Tussen 2008 en 2010 verspreidde de veroorzaker van Q-koorts, de bacterie Coxiella burnetii, zich vanaf geitenbedrijven snel over Nederland. De bacterie zat in de geitenmest en verplaatste zich door de lucht naar andere bedrijven en omliggende dorpen. De meeste mensen werden nauwelijks ziek van de Q-koorts, maar tien mensen overleefden de chronische variant van de dierziekte niet.
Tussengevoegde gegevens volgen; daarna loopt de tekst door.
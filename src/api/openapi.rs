//! OpenAPI documentation

use axum::Router;
use utoipa::OpenApi;
use utoipa_swagger_ui::SwaggerUi;

use crate::api::{auth, books, customers, health, loans};

#[derive(OpenApi)]
#[openapi(
    info(
        title = "Corvina API",
        version = "1.0.0",
        description = "Library Management System REST API",
        license(name = "AGPL-3.0", url = "https://www.gnu.org/licenses/agpl-3.0.html")
    ),
    servers(
        (url = "/api/v1", description = "API v1")
    ),
    paths(
        // Health
        health::health_check,
        health::readiness_check,
        // Auth
        auth::register,
        auth::login,
        auth::me,
        // Books
        books::list_books,
        books::get_book,
        books::create_book,
        books::update_book,
        books::delete_book,
        books::upload_cover,
        // Loans
        loans::create_loan,
        loans::return_loan,
        loans::my_loans,
        loans::list_all_loans,
        // Customers
        customers::list_customers,
        customers::get_customer,
        customers::delete_customer,
    ),
    components(
        schemas(
            // Auth
            auth::LoginRequest,
            auth::LoginResponse,
            crate::models::user::User,
            crate::models::user::RegisterUser,
            crate::models::user::Role,
            // Books
            crate::models::book::Book,
            crate::models::book::Availability,
            crate::models::book::CreateBook,
            crate::models::book::UpdateBook,
            books::BookListResponse,
            books::BookDetails,
            // Loans
            crate::models::loan::Loan,
            crate::models::loan::LoanType,
            crate::models::loan::LoanSummary,
            crate::models::loan::LoanDetails,
            loans::CreateLoanRequest,
            loans::LoanResponse,
            loans::ReturnResponse,
            loans::LoanListResponse,
            // Health
            health::HealthResponse,
            // Errors
            crate::error::ErrorResponse,
        )
    ),
    tags(
        (name = "health", description = "Health check endpoints"),
        (name = "auth", description = "Authentication endpoints"),
        (name = "books", description = "Book catalog management"),
        (name = "loans", description = "Loan management"),
        (name = "customers", description = "Customer management")
    )
)]
pub struct ApiDoc;

/// Create the OpenAPI documentation router
pub fn create_openapi_router() -> Router {
    Router::new()
        .merge(SwaggerUi::new("/swagger-ui").url("/api-docs/openapi.json", ApiDoc::openapi()))
}
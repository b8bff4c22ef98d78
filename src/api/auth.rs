//! Authentication endpoints

use axum::{extract::State, http::StatusCode, Json};
use serde::{Deserialize, Serialize};
use utoipa::ToSchema;
use validator::Validate;

use crate::{
    error::{AppError, AppResult},
    models::user::{RegisterUser, User},
};

use super::AuthenticatedUser;

/// Login request
#[derive(Deserialize, ToSchema)]
pub struct LoginRequest {
    /// Email address
    pub email: String,
    /// Password
    pub password: String,
}

/// Login response with bearer token
#[derive(Serialize, ToSchema)]
pub struct LoginResponse {
    /// JWT bearer token
    pub token: String,
    /// Token type, always "Bearer"
    pub token_type: String,
    /// Token lifetime in seconds
    pub expires_in: u64,
}

/// Register a new account
#[utoipa::path(
    post,
    path = "/auth/register",
    tag = "auth",
    request_body = RegisterUser,
    responses(
        (status = 201, description = "Account created", body = User),
        (status = 400, description = "Invalid input or wrong admin secret"),
        (status = 409, description = "Email already registered")
    )
)]
pub async fn register(
    State(state): State<crate::AppState>,
    Json(request): Json<RegisterUser>,
) -> AppResult<(StatusCode, Json<User>)> {
    request
        .validate()
        .map_err(|e| AppError::Validation(e.to_string()))?;

    let user = state.services.users.register(request).await?;

    Ok((StatusCode::CREATED, Json(user)))
}

/// Authenticate and obtain a bearer token
#[utoipa::path(
    post,
    path = "/auth/login",
    tag = "auth",
    request_body = LoginRequest,
    responses(
        (status = 200, description = "Authenticated", body = LoginResponse),
        (status = 401, description = "Invalid credentials")
    )
)]
pub async fn login(
    State(state): State<crate::AppState>,
    Json(request): Json<LoginRequest>,
) -> AppResult<Json<LoginResponse>> {
    let (token, _user) = state
        .services
        .users
        .authenticate(&request.email, &request.password)
        .await?;

    Ok(Json(LoginResponse {
        token,
        token_type: "Bearer".to_string(),
        expires_in: state.config.auth.token_expiration_hours * 3600,
    }))
}

/// Get the authenticated user's own profile
#[utoipa::path(
    get,
    path = "/auth/me",
    tag = "auth",
    security(("bearer_auth" = [])),
    responses(
        (status = 200, description = "Own profile", body = User),
        (status = 401, description = "Not authenticated")
    )
)]
pub async fn me(
    State(state): State<crate::AppState>,
    AuthenticatedUser(claims): AuthenticatedUser,
) -> AppResult<Json<User>> {
    let user = state.services.users.get_by_id(claims.user_id).await?;
    Ok(Json(user))
}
Onderzoekers vreesden dat tijdens de epidemie ook wilde dieren en teken in naburige bossen besmet waren geraakt met de bacterie C. burnetii. Zo was uit ander onderzoek gebleken dat teken de Q-koorts bacterie kunnen verspreiden onder wilde knaagdieren zoals ratten. Daarmee zouden de teken een ziektebron voor Q-koorts zijn die lastig valt te bestrijden. Daarom testten ze bijna drieduizend teken uit het bos op de aanwezigheid van de ziekmakende bacterie. Geen van de teken droeg de Q-koorts bacteriën bij zich, behalve een handvol teken die in contact was geweest met tegen Q-koorts gevaccineerde schapen. Maar toen deze teken na drie maanden nog eens werden getest, was de C. burnetii ook hier niet meer aanwezig, melden de onderzoekers deze maand in Zoonoses and Public Health. De kans dat een boswandelaar Q-koorts oploopt via een tekenbeet, is daarom verwaarloosbaar, concluderen de onderzoekers. Ook de andere besmettingsroutes van Q-koorts zijn inmiddels weg. De verspreiding van de bacterie nam na 2009 af als gevolg van het vaccinatieprogramma bij geiten en schapen.
Teek geen drager van Q-koorts
Boswandelaars hoeven niet bang te zijn dat ze Q-koorts oplopen van een teek. Dat blijkt uit onderzoek van RIVM en Wageningen Universiteit.